Counteracting roles of MHCI and CD8 + T cells in the peripheral and central nervous system of ALS SOD1 G93A mice

Background The major histocompatibility complex I (MHCI) is a key molecule for the interaction of mononucleated cells with CD8 + T lymphocytes. We previously showed that MHCI is upregulated in the spinal cord microglia and motor axons of transgenic SOD1 G93A mice. Methods To assess the role of MHCI in the disease, we examined transgenic SOD1 G93A mice crossbred with β2 microglobulin-deficient mice, which express little if any MHCI on the cell surface and are defective for CD8 + T cells. Results The lack of MHCI and CD8 + T cells in the sciatic nerve affects the motor axon stability, anticipating the muscle atrophy and the disease onset. In contrast, MHCI depletion in resident microglia and the lack of CD8 + T cell infiltration in the spinal cord protect the cervical motor neurons delaying the paralysis of forelimbs and prolonging the survival of SOD1 G93A mice.
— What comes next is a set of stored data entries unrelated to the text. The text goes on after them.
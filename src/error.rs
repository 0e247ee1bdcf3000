use thiserror::Error;

/// Errors raised when an input of the [`StatefulDirective`](crate::directive::StatefulDirective)
/// is rejected. The directive is left untouched when one is returned.
#[derive(Debug, Clone, PartialEq, Eq, Hash, Error)]
pub enum Error {
    /// The state was missing one or more fields. `null` is allowed, unset is not.
    #[error("input must be a ResultState (isLoading/error/result must be assigned, null is allowed), but {missing:?} were never assigned")]
    InvalidInput { missing: Vec<&'static str> },
    /// A template override cannot be instantiated
    #[error("{property} must be an instantiable template")]
    InvalidTemplate { property: &'static str },
}

pub type Result<T> = core::result::Result<T, Error>;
Conclusions We provided straightforward evidence for a dual role of MHCI in the peripheral nervous system (PNS) compared to the CNS, pointing out regional and temporal differences in the clinical responses of ALS mice. These findings offer a possible explanation for the failure of systemic immunomodulatory treatments and suggest new potential strategies to prevent the progression of ALS.